Direct memory access (DMA) is a feature of modern computers that allows certain hardware subsystems within the computer to access system memory independently of the central processing unit (CPU).

Without DMA, the CPU using programmed input/output is typically fully occupied for the entire duration of the read or write operation, and is thus unavailable to perform other work. With DMA, the CPU would initiate the transfer, do other operations while the transfer is in progress, and receive an interrupt from the DMA controller once the operation has been done. This is useful any time the CPU cannot keep up with the rate of data transfer, or where the CPU can perform useful work while waiting for a relatively slow I/O data transfer. Many hardware systems use DMA including disk drive controllers, graphics cards, network cards and sound cards. DMA is also used for intra-chip data transfer in multi-core processors. Computers that have DMA channels can transfer data to and from devices with much less CPU overhead than computers without a DMA channel. Similarly, a processing element inside a multi-core processor can transfer data to and from its local memory without occupying its processor time, allowing computation and data transfer to proceed in parallel.

DMA can also be used for "memory to memory" copying or moving of data within memory. DMA can offload expensive memory operations, such as large copies or scatter-gatheroperations, from the CPU to a dedicated DMA engine.

A DMA controller can generate addresses and initiate memory read or write cycles. It contains several registers that can be written and read by the CPU. These include a memory address register, a byte count register, and one or more control registers. The control registers specify the I/O port to use, the direction of the transfer (reading from the I/O device or writing to the I/O device), the transfer unit (byte at a time or word at a time), and the number of bytes to transfer in one burst. ^[1]

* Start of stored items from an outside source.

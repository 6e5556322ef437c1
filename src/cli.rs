//! Command line interface.

use clap::{Args, Parser};
use std::path::PathBuf;
use tracing::{debug, info};

use crate::domain::{Forecast, ForecastRequest, ForecastType, Unit};
use crate::infrastructure::{
    AppConfig, FixturePageFetcher, ForecastError, ForecastResult, HttpPageFetcher, PageFetcher,
};
use crate::parsers::parser_registry;

pub const MISSING_HORIZON: &str =
    "one of these arguments must be used: -t/--today, -5/--fivedays, -T/--tendays, -w/--weekend";

#[derive(Parser, Debug)]
#[command(name = "weatherterm", version, about = "Weather forecasts on your terminal", long_about = None)]
pub struct Cli {
    /// Parser used to scrape the forecast (see --list-parsers)
    #[arg(short, long)]
    pub parser: Option<String>,

    /// Area code of the location, as used in the source's URLs
    #[arg(short, long = "areacode")]
    pub area_code: Option<String>,

    /// Unit used to display temperatures (Celsius or Fahrenheit)
    #[arg(short, long)]
    pub unit: Option<Unit>,

    #[command(flatten)]
    pub forecast: ForecastSelection,

    /// Read the page from a local file instead of fetching it
    #[arg(long, value_name = "FILE")]
    pub fixture: Option<PathBuf>,

    /// Configuration file (defaults to the platform config directory)
    #[arg(long, value_name = "FILE")]
    pub config: Option<PathBuf>,

    /// Print forecasts as JSON
    #[arg(long)]
    pub json: bool,

    /// List the available parsers and exit
    #[arg(long)]
    pub list_parsers: bool,
}

/// Forecast horizon flags; at most one may be given
#[derive(Args, Debug, Default, Clone, Copy)]
#[group(multiple = false)]
pub struct ForecastSelection {
    /// Show the weather forecast for today
    #[arg(short = 't', long)]
    pub today: bool,

    /// Show the weather forecast for the next five days
    #[arg(short = '5', long)]
    pub fivedays: bool,

    /// Show the weather forecast for the next ten days
    #[arg(short = 'T', long)]
    pub tendays: bool,

    /// Show the weather forecast for the weekend
    #[arg(short, long)]
    pub weekend: bool,
}

impl ForecastSelection {
    pub const fn forecast_type(self) -> Option<ForecastType> {
        if self.today {
            Some(ForecastType::Today)
        } else if self.fivedays {
            Some(ForecastType::FiveDays)
        } else if self.tendays {
            Some(ForecastType::TenDays)
        } else if self.weekend {
            Some(ForecastType::Weekend)
        } else {
            None
        }
    }
}

/// Resolve the request described by `cli` and run it through the selected
/// parser. The parser name is checked before anything is fetched.
pub fn run(cli: &Cli, config: &AppConfig) -> ForecastResult<Vec<Forecast>> {
    let parser_name = cli
        .parser
        .as_deref()
        .or(config.defaults.parser.as_deref())
        .ok_or_else(|| ForecastError::configuration("no parser selected; use -p/--parser"))?;
    let descriptor = parser_registry().get(parser_name)?;

    let forecast_type = cli
        .forecast
        .forecast_type()
        .ok_or_else(|| ForecastError::configuration(MISSING_HORIZON))?;

    let area_code = cli
        .area_code
        .as_deref()
        .map(str::trim)
        .filter(|code| !code.is_empty())
        .ok_or_else(|| ForecastError::configuration("an area code is required; use -a/--areacode"))?;

    let unit = cli.unit.or(config.defaults.unit);
    let request = ForecastRequest::new(forecast_type, area_code).with_unit(unit);

    let fetcher: Box<dyn PageFetcher> = match &cli.fixture {
        Some(path) => {
            debug!("Using fixture {}", path.display());
            Box::new(FixturePageFetcher::from_file(path)?.with_not_found_marker(&config.fetcher.not_found_marker))
        }
        None => Box::new(HttpPageFetcher::new(descriptor.base_url, &config.fetcher)?),
    };

    info!(
        "Requesting {} forecast for {} with {}",
        forecast_type, request.area_code, descriptor.type_name
    );
    let forecasts = descriptor.create(fetcher).run(&request)?;
    info!("Produced {} forecasts", forecasts.len());

    Ok(forecasts)
}

/// Text shown by `--list-parsers`
pub fn list_parsers() -> String {
    let registry = parser_registry();
    registry
        .names()
        .filter_map(|name| registry.get(name).ok().map(|d| format!("{name} ({}, native unit {})", d.type_name, d.native_unit)))
        .collect::<Vec<_>>()
        .join("\n")
}

pub fn render(forecasts: &[Forecast], json: bool) -> serde_json::Result<String> {
    if json {
        return serde_json::to_string_pretty(forecasts);
    }

    Ok(forecasts
        .iter()
        .map(ToString::to_string)
        .collect::<Vec<_>>()
        .join("\n\n"))
}

#[cfg(test)]
mod tests {
    use super::*;
    use crate::domain::Temperature;
    use rstest::rstest;

    fn parse(args: &[&str]) -> Cli {
        Cli::try_parse_from(std::iter::once("weatherterm").chain(args.iter().copied())).unwrap()
    }

    #[rstest]
    #[case(&["-t"], Some(ForecastType::Today))]
    #[case(&["--fivedays"], Some(ForecastType::FiveDays))]
    #[case(&["-5"], Some(ForecastType::FiveDays))]
    #[case(&["-T"], Some(ForecastType::TenDays))]
    #[case(&["--weekend"], Some(ForecastType::Weekend))]
    #[case(&[], None)]
    fn selects_horizon(#[case] args: &[&str], #[case] expected: Option<ForecastType>) {
        assert_eq!(parse(args).forecast.forecast_type(), expected);
    }

    #[test]
    fn test_horizon_flags_are_exclusive() {
        assert!(Cli::try_parse_from(["weatherterm", "-t", "-w"]).is_err());
    }

    #[test]
    fn test_unit_parses_case_insensitively() {
        let cli = parse(&["-p", "weather_com_parser", "-a", "X", "-u", "celsius", "-t"]);
        assert_eq!(cli.unit, Some(Unit::Celsius));
        assert!(Cli::try_parse_from(["weatherterm", "-u", "kelvin"]).is_err());
    }

    #[test]
    fn test_unknown_parser_fails_before_fetching() {
        // no fixture and a bogus area: any network attempt would be a fetch error
        let cli = parse(&["-p", "nope_parser", "-a", "X", "-t"]);
        let err = run(&cli, &AppConfig::default()).unwrap_err();
        assert!(matches!(err, ForecastError::Configuration { .. }));
    }

    #[test]
    fn test_missing_horizon_message() {
        let cli = parse(&["-p", "weather_com_parser", "-a", "X"]);
        let err = run(&cli, &AppConfig::default()).unwrap_err();
        assert_eq!(err.exit_code(), 2);
        assert!(err.to_string().contains(MISSING_HORIZON));
    }

    #[test]
    fn test_parser_and_unit_default_from_config() {
        let dir = tempfile::tempdir().unwrap();
        let fixture = dir.path().join("today.html");
        std::fs::write(
            &fixture,
            r#"<section class="today_nowcard-container"><div>
                <div class="today_nowcard-temp">32°</div>
                <div class="today_nowcard-hilo">H 50 L 32</div>
            </div></section>"#,
        )
        .unwrap();

        let cli = parse(&["-a", "X", "-t", "--fixture", fixture.to_str().unwrap()]);
        let mut config = AppConfig::default();
        config.defaults.parser = Some("WeatherComParser".to_string());
        config.defaults.unit = Some(Unit::Celsius);

        let forecasts = run(&cli, &config).unwrap();
        assert_eq!(forecasts[0].current_temp(), Temperature::Whole(0));
        assert_eq!(forecasts[0].high_temp(), Temperature::Whole(10));
    }

    #[test]
    fn test_render_json_and_text() {
        let forecast = Forecast::new(ForecastType::FiveDays, Temperature::Whole(70))
            .with_range(Temperature::Whole(75), Temperature::Whole(60))
            .with_description("Clear")
            .with_wind("calm")
            .with_humidity("30%")
            .with_date("SAT MAR 9");

        let text = render(std::slice::from_ref(&forecast), false).unwrap();
        assert_eq!(
            text,
            ">> SAT MAR 9\n    High 75° / Low 60° (Clear)\n    Wind: calm / Humidity: 30%"
        );

        let json = render(&[forecast], true).unwrap();
        assert!(json.contains("\"forecastDate\": \"SAT MAR 9\""));
    }

    #[test]
    fn test_list_parsers_mentions_builtin() {
        assert!(list_parsers().contains("weather_com_parser (WeatherComParser"));
    }
}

To carry out an input, output or memory-to-memory operation, the host processor initializes the DMA controller with a count of the number of words to transfer, and the memory address to use. The CPU then sends commands to a peripheral device to initiate transfer of data. The DMA controller then provides addresses and read/write control lines to the system memory. Each time a word of data is ready to be transferred between the peripheral device and memory, the DMA controller increments its internal address register until the full block of data is transferred.

DMA transfers can either occur one word at a time, allowing the CPU to access memory on alternate bus cycles - this is called cycle stealing since the DMA controller and CPU contend for memory access. In burst mode DMA, the CPU can be put on hold while the DMA transfer occurs and a full block of possibly hundreds or thousands of words can be moved.^[2] Where memory cycles are much faster than processor cycles, an interleaved DMA cycle is possible, where the DMA controller uses memory while the CPU cannot.

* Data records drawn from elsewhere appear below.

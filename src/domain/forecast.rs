use serde::{Deserialize, Serialize, Serializer};
use std::fmt;
use std::str::FromStr;

use crate::infrastructure::ForecastError;

/// Time window a forecast covers
#[derive(Debug, Clone, Copy, PartialEq, Eq, Hash, Serialize, Deserialize)]
pub enum ForecastType {
    #[serde(rename = "today")]
    Today,
    #[serde(rename = "5days")]
    FiveDays,
    #[serde(rename = "10days")]
    TenDays,
    #[serde(rename = "weekend")]
    Weekend,
}

impl ForecastType {
    pub const ALL: [Self; 4] = [Self::Today, Self::FiveDays, Self::TenDays, Self::Weekend];

    /// Path segment used by sources to address the horizon
    pub const fn value(self) -> &'static str {
        match self {
            Self::Today => "today",
            Self::FiveDays => "5days",
            Self::TenDays => "10days",
            Self::Weekend => "weekend",
        }
    }
}

impl fmt::Display for ForecastType {
    fn fmt(&self, f: &mut fmt::Formatter<'_>) -> fmt::Result {
        f.write_str(self.value())
    }
}

impl FromStr for ForecastType {
    type Err = ForecastError;

    fn from_str(s: &str) -> Result<Self, Self::Err> {
        let wanted = s.trim();
        Self::ALL
            .into_iter()
            .find(|kind| kind.value().eq_ignore_ascii_case(wanted))
            .ok_or_else(|| {
                ForecastError::configuration(format!("unrecognized forecast horizon '{wanted}'"))
            })
    }
}

/// A converted temperature.
///
/// Whole values print as integers, anything with a fractional part is
/// rounded to a single decimal digit.
#[derive(Debug, Clone, Copy, PartialEq)]
pub enum Temperature {
    Whole(i64),
    Fractional(f64),
}

impl Temperature {
    #[allow(clippy::cast_possible_truncation, clippy::cast_precision_loss)]
    pub fn from_value(value: f64) -> Self {
        // i64::MAX as f64 is 2^63, the first value that no longer fits
        let fits_i64 = value >= i64::MIN as f64 && value < i64::MAX as f64;
        if value.fract() == 0.0 && fits_i64 {
            Self::Whole(value as i64)
        } else if !value.is_finite() || value.abs() >= i64::MAX as f64 {
            Self::Fractional(value)
        } else {
            // + 0.0 turns a rounded -0.0 into 0.0
            Self::Fractional((value * 10.0).round() / 10.0 + 0.0)
        }
    }

    #[allow(clippy::cast_precision_loss)]
    pub const fn value(self) -> f64 {
        match self {
            Self::Whole(v) => v as f64,
            Self::Fractional(v) => v,
        }
    }
}

impl Default for Temperature {
    fn default() -> Self {
        Self::Whole(0)
    }
}

impl fmt::Display for Temperature {
    fn fmt(&self, f: &mut fmt::Formatter<'_>) -> fmt::Result {
        match self {
            Self::Whole(v) => write!(f, "{v}"),
            Self::Fractional(v) => write!(f, "{v:.1}"),
        }
    }
}

// Fractional values travel as text so consumers see exactly one decimal.
impl Serialize for Temperature {
    fn serialize<S: Serializer>(&self, serializer: S) -> Result<S::Ok, S::Error> {
        match self {
            Self::Whole(v) => serializer.serialize_i64(*v),
            Self::Fractional(_) => serializer.serialize_str(&self.to_string()),
        }
    }
}

/// One forecast entry produced by a source plugin
#[derive(Debug, Clone, PartialEq, Serialize)]
pub struct Forecast {
    #[serde(rename = "currentTemp")]
    current_temp: Temperature,
    humidity: String,
    wind: String,
    #[serde(rename = "highTemp")]
    high_temp: Temperature,
    #[serde(rename = "lowTemp")]
    low_temp: Temperature,
    description: String,
    #[serde(rename = "forecastDate")]
    forecast_date: String,
    #[serde(rename = "forecastType")]
    forecast_type: ForecastType,
}

impl Forecast {
    /// Start a forecast record; remaining fields are filled by the `with_*` steps
    pub fn new(forecast_type: ForecastType, current_temp: Temperature) -> Self {
        Self {
            current_temp,
            humidity: String::new(),
            wind: String::new(),
            high_temp: Temperature::default(),
            low_temp: Temperature::default(),
            description: String::new(),
            forecast_date: String::new(),
            forecast_type,
        }
    }

    pub fn with_range(mut self, high: Temperature, low: Temperature) -> Self {
        self.high_temp = high;
        self.low_temp = low;
        self
    }

    pub fn with_description(mut self, description: impl Into<String>) -> Self {
        self.description = description.into();
        self
    }

    pub fn with_wind(mut self, wind: impl Into<String>) -> Self {
        self.wind = wind.into();
        self
    }

    pub fn with_humidity(mut self, humidity: impl Into<String>) -> Self {
        self.humidity = humidity.into();
        self
    }

    pub fn with_date(mut self, forecast_date: impl Into<String>) -> Self {
        self.forecast_date = forecast_date.into();
        self
    }

    pub const fn current_temp(&self) -> Temperature {
        self.current_temp
    }

    pub fn humidity(&self) -> &str {
        &self.humidity
    }

    pub fn wind(&self) -> &str {
        &self.wind
    }

    pub const fn high_temp(&self) -> Temperature {
        self.high_temp
    }

    pub const fn low_temp(&self) -> Temperature {
        self.low_temp
    }

    pub fn description(&self) -> &str {
        &self.description
    }

    pub fn forecast_date(&self) -> &str {
        &self.forecast_date
    }

    pub const fn forecast_type(&self) -> ForecastType {
        self.forecast_type
    }
}

impl fmt::Display for Forecast {
    fn fmt(&self, f: &mut fmt::Formatter<'_>) -> fmt::Result {
        const OFFSET: &str = "    ";

        let date = if self.forecast_date.is_empty() {
            chrono::Local::now().format("%Y-%m-%d").to_string()
        } else {
            self.forecast_date.clone()
        };
        writeln!(f, ">> {date}")?;
        if self.forecast_type == ForecastType::Today {
            writeln!(f, "{OFFSET}{}°", self.current_temp)?;
        }
        writeln!(
            f,
            "{OFFSET}High {}° / Low {}° ({})",
            self.high_temp, self.low_temp, self.description
        )?;
        write!(f, "{OFFSET}Wind: {} / Humidity: {}", self.wind, self.humidity)
    }
}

In a bus mastering system, both the CPU and peripherals can be granted control of the memory bus. Where a peripheral can become bus master, it can directly write to system memory without involvement of the CPU, providing memory address and control signals as required. Some measure must be provided to put the processor into a hold condition so that bus contention does not occur.

The OHCI 1394 specification allows for devices for performance reasons to bypass the operating system and access physical memory directly without any security restrictions.^[1][2]SBP2 devices can be spoofed, allowing an operating system to be tricked into allowing an attacker to both read and write physical memory.^[3]

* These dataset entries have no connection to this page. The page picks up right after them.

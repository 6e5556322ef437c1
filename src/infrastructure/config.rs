//! Configuration infrastructure
//!
//! Settings are layered: built-in defaults, then an optional TOML/JSON/YAML
//! file, then `WEATHERTERM_*` environment variables (`__` separates nested
//! keys, e.g. `WEATHERTERM_LOGGING__LEVEL=debug`).

use anyhow::{Context, Result};
use config::{Config, Environment, File};
use serde::{Deserialize, Serialize};
use std::collections::HashMap;
use std::path::PathBuf;
use tracing::debug;

use super::ForecastError;
use crate::domain::Unit;

/// Complete application configuration
#[derive(Debug, Clone, Default, Serialize, Deserialize)]
#[serde(default)]
pub struct AppConfig {
    pub logging: LoggingConfig,
    pub fetcher: FetcherConfig,
    /// Fallbacks for options the command line leaves out
    pub defaults: DefaultsConfig,
}

/// Logging configuration
#[derive(Debug, Clone, Serialize, Deserialize)]
#[serde(default)]
pub struct LoggingConfig {
    /// Log level: "error", "warn", "info", "debug", "trace"
    pub level: String,

    /// Enable JSON formatted logs
    pub json_format: bool,

    /// Enable console (stderr) output
    pub console_output: bool,

    /// Enable file output
    pub file_output: bool,

    /// Directory for log files; the platform data directory when unset
    pub directory: Option<PathBuf>,

    /// Number of log files to keep (older files will be deleted)
    pub max_files: u32,

    /// Per-module level overrides (e.g., "reqwest": "warn")
    pub module_filters: HashMap<String, String>,
}

/// Page fetching settings
#[derive(Debug, Clone, Serialize, Deserialize)]
#[serde(default)]
pub struct FetcherConfig {
    /// Request timeout in seconds
    pub timeout_seconds: u64,

    pub user_agent: String,

    /// Page title a source serves for unknown areas
    pub not_found_marker: String,
}

#[derive(Debug, Clone, Default, Serialize, Deserialize)]
#[serde(default)]
pub struct DefaultsConfig {
    /// Parser used when `--parser` is not given
    pub parser: Option<String>,

    /// Unit used when `--unit` is not given
    pub unit: Option<Unit>,
}

impl Default for LoggingConfig {
    fn default() -> Self {
        Self {
            level: defaults::LOG_LEVEL.to_string(),
            json_format: defaults::LOG_JSON_FORMAT,
            console_output: defaults::LOG_CONSOLE_OUTPUT,
            file_output: defaults::LOG_FILE_OUTPUT,
            directory: None,
            max_files: defaults::LOG_MAX_FILES,
            module_filters: defaults::NOISY_MODULES
                .iter()
                .map(|module| ((*module).to_string(), "warn".to_string()))
                .collect(),
        }
    }
}

impl Default for FetcherConfig {
    fn default() -> Self {
        Self {
            timeout_seconds: defaults::REQUEST_TIMEOUT_SECONDS,
            user_agent: defaults::user_agent(),
            not_found_marker: defaults::NOT_FOUND_MARKER.to_string(),
        }
    }
}

impl AppConfig {
    /// Load configuration from the default file location and the environment
    pub fn load() -> Result<Self> {
        Self::load_from_path(None)
    }

    /// Load configuration from `config_path`, which must exist when given
    pub fn load_from_path(config_path: Option<PathBuf>) -> Result<Self> {
        let mut builder = Config::builder();

        match config_path {
            Some(path) => {
                debug!("Loading configuration from {}", path.display());
                builder = builder.add_source(File::from(path).required(true));
            }
            None => {
                if let Some(path) = Self::default_config_path().filter(|p| p.exists()) {
                    debug!("Loading configuration from {}", path.display());
                    builder = builder.add_source(File::from(path).required(false));
                }
            }
        }

        builder = builder.add_source(
            Environment::with_prefix("WEATHERTERM")
                .prefix_separator("_")
                .separator("__")
                .try_parsing(true),
        );

        let settings = builder
            .build()
            .with_context(|| "Failed to build configuration")?;

        let config: Self = settings
            .try_deserialize()
            .with_context(|| "Failed to deserialize configuration")?;

        config.validate()?;
        Ok(config)
    }

    /// `<config_dir>/weatherterm/config.toml`
    #[must_use]
    pub fn default_config_path() -> Option<PathBuf> {
        dirs::config_dir().map(|dir| dir.join(defaults::APP_DIR_NAME).join("config.toml"))
    }

    pub fn validate(&self) -> Result<()> {
        const LEVELS: [&str; 5] = ["error", "warn", "info", "debug", "trace"];

        if !LEVELS.contains(&self.logging.level.to_ascii_lowercase().as_str()) {
            return Err(ForecastError::configuration(format!(
                "log level must be one of {}, got '{}'",
                LEVELS.join(", "),
                self.logging.level
            ))
            .into());
        }

        if self.logging.max_files == 0 {
            return Err(ForecastError::configuration("logging.max_files must be at least 1").into());
        }

        if self.fetcher.timeout_seconds == 0 {
            return Err(ForecastError::configuration("fetcher.timeout_seconds must be positive").into());
        }

        Ok(())
    }
}

/// Default configuration values
pub mod defaults {
    /// Directory name under the platform config/data directories
    pub const APP_DIR_NAME: &str = "weatherterm";

    pub const LOG_LEVEL: &str = "warn";
    pub const LOG_JSON_FORMAT: bool = false;
    pub const LOG_CONSOLE_OUTPUT: bool = true;
    pub const LOG_FILE_OUTPUT: bool = false;
    pub const LOG_MAX_FILES: u32 = 5;

    /// Dependencies capped at `warn` unless explicitly overridden
    pub const NOISY_MODULES: [&str; 4] = ["reqwest", "hyper", "html5ever", "selectors"];

    pub const REQUEST_TIMEOUT_SECONDS: u64 = 30;

    pub const NOT_FOUND_MARKER: &str = "404 Not Found";

    pub fn user_agent() -> String {
        format!("weatherterm/{}", env!("CARGO_PKG_VERSION"))
    }
}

In addition to the nefarious uses mentioned above, there are some beneficial uses too as the DMA features can be used for kernel debugging purposes.^[4]

Systems may be vulnerable to a DMA attack by an external device if they have a FireWire port, or if they have a PCMCIA or ExpressCard port that allows an expansion card with a FireWire port to be installed where the operating system supports plug and play. Systems with a Thunderbolt port may also be vulnerable.^{[citation needed][5]}

IOMMU and VT-d can be used to secure device and allow it using only part of memory and use virtual memory. It was developed mainly for using in virtualization, but can be also used from preventing DMA attack and other device malfunctions. This technique however isn't used in any systems for preventing DMA attack.

In computing, an input/output memory management unit (IOMMU) is a memory management unit (MMU) that connects a DMA-capable I/O bus to the main memory. Like a traditional MMU, which translates CPU-visible virtual addresses to physical addresses, the IOMMU takes care of mapping device-visible virtual addresses (also called device addresses or I/O addresses in this context) to physical addresses. Some units also provide memory protection from misbehaving devices.

The advantages of having an IOMMU, compared to direct physical addressing of the memory, include:

• Large regions of memory can be allocated without the need to be contiguous in physical memory — the IOMMU will take care of mapping contiguous virtual addresses to the underlying fragmented physical addresses. Thus, the use of vectored I/O (scatter-gather lists) can sometimes be avoided.
• For devices that do not support memory addresses long enough to address the entire physical memory, the device can still address the entire memory through the IOMMU. This avoids overhead associated with copying buffers to and from the memory space the peripheral can address.
  • For example, as of 2010 x86 computers can use more than 4 GiB of memory, enabled by the PAE feature in an x86 processor. Still, an ordinary 32-bit PCI device simply cannot address the memory above the 4 GiB boundary, and thus it cannot perform DMA to it. Without an IOMMU, the operating system would have to implement time-consumingbounce buffers (FreeBSD/Linux) also known as double buffers^[7] (Windows nomenclature).
• Memory protection from malicious or misbehaving devices: a device cannot read or write to memory that hasn't been explicitly allocated (mapped) for it. The memory protection is based on the fact that OS running on the CPU (see figure) exclusively controls both the MMU and the IOMMU. The devices are physically unable to circumvent or corrupt configured memory management tables.
  • With virtualization, guest operating systems can use hardware that is not specifically made for virtualization. Higher performance hardware such as graphics cards use DMA to access memory directly; in a virtual environment all the memory addresses are remapped by the virtual machine software, which causes DMA devices to fail. The IOMMU handles this remapping, allowing for the native device drivers to be used in a guest operating system.
• In some architectures IOMMU also performs hardware interrupt remapping, in a manner similar to standard memory address remapping.
• Peripheral memory paging can be supported by an IOMMU. A peripheral using the PCI-SIG PCIe Address Translation Services (ATS) Page Request Interface (PRI) extension can detect and signal the need for memory manager services.

For system architectures in which port I/O is a distinct address space from the memory address space, an IOMMU is not used when the CPU communicates with devices via I/O ports. In system architectures in which port I/O and memory are mapped into a suitable address space, an IOMMU can translate port I/O accesses.

When an operating system is running inside a virtual machine, including systems that use paravirtualization, such as Xen, it does not usually know the host-physical addresses of memory that it accesses. This makes providing direct access to the computer hardware difficult, because if the guest OS tried to instruct the hardware to perform a direct memory access (DMA) using guest-physical addresses, it would likely corrupt the memory, as the hardware does not know about the mapping between the guest-physical and host-physical addresses for the given virtual machine. The corruption is avoided because the hypervisor or host OS intervenes in the I/O operation to apply the translations; unfortunately, this delays the I/O operation.

An IOMMU can solve this problem by re-mapping the addresses accessed by the hardware according to the same (or a compatible) translation table that is used to map guest-physical address to host-physical addresses.^[9]